■ **Source records**

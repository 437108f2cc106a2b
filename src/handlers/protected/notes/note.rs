use axum::{
    extract::{rejection::JsonRejection, Path, State},
    Extension, Json,
};
use serde::Deserialize;
use serde_json::Value;

use crate::app::AppState;
use crate::database::models::{Note, NoteChanges};
use crate::error::ApiError;
use crate::handlers::protected::utils::{parse_document, parse_uuid, validate_name};
use crate::middleware::{ApiResponse, ApiResult, AuthUser};
use crate::services::NoteDetail;

#[derive(Debug, Deserialize)]
pub struct UpdateNoteBody {
    pub title: Option<String>,
    pub content: Option<Value>,
}

/// GET /api/notes/:id - Note for the editor, with its notebook
///
/// Expected Output:
/// ```json
/// {
///   "success": true,
///   "data": {
///     "id": "uuid", "notebook_id": "uuid", "title": "Plan",
///     "content": { "type": "doc", "content": [] },
///     "notebook": { "id": "uuid", "name": "Work" },
///     "checksum": "sha256 hex", "word_count": 0, "character_count": 0, "outline": []
///   }
/// }
/// ```
pub async fn get(
    State(state): State<AppState>,
    Extension(user): Extension<AuthUser>,
    Path(id): Path<String>,
) -> ApiResult<NoteDetail> {
    let note_id = parse_uuid("id", &id)?;
    let entry = state.store.get_note_by_id(user.user_id, note_id).await?;
    let detail = NoteDetail::new(entry).map_err(|e| {
        tracing::error!(%note_id, "Stored note content is unreadable: {}", e);
        ApiError::internal_server_error("Stored note content is unreadable")
    })?;
    Ok(ApiResponse::success(detail))
}

/// PATCH /api/notes/:id - Save title and/or content
///
/// The editor saves on every change, so this is the hot path. Content is
/// validated, stored in object form, and the last write wins.
pub async fn patch(
    State(state): State<AppState>,
    Extension(user): Extension<AuthUser>,
    Path(id): Path<String>,
    payload: Result<Json<UpdateNoteBody>, JsonRejection>,
) -> ApiResult<Note> {
    let note_id = parse_uuid("id", &id)?;
    let Json(body) = payload?;

    let changes = NoteChanges {
        title: body
            .title
            .as_deref()
            .map(|title| validate_name("title", Some(title)))
            .transpose()?,
        content: body
            .content
            .map(|value| parse_document(value, &state.validation_options()))
            .transpose()?,
    };
    if changes.is_empty() {
        return Err(ApiError::validation_error(
            "Provide a title or content to update",
            None,
        ));
    }

    let note = state.store.update_note(user.user_id, note_id, changes).await?;
    tracing::debug!(%note_id, "Note saved");
    Ok(ApiResponse::success(note))
}

/// DELETE /api/notes/:id - Delete a note
pub async fn delete(
    State(state): State<AppState>,
    Extension(user): Extension<AuthUser>,
    Path(id): Path<String>,
) -> ApiResult<Value> {
    let note_id = parse_uuid("id", &id)?;
    state.store.delete_note(user.user_id, note_id).await?;
    tracing::info!(%note_id, user_id = %user.user_id, "Note deleted");
    Ok(ApiResponse::deleted(note_id))
}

■ **The task**
Copy out each line of the entries where the word "payload" is found.

■ **Exercise solution**
    payload: Result<Json<UpdateNoteBody>, JsonRejection>,
    let Json(body) = payload?;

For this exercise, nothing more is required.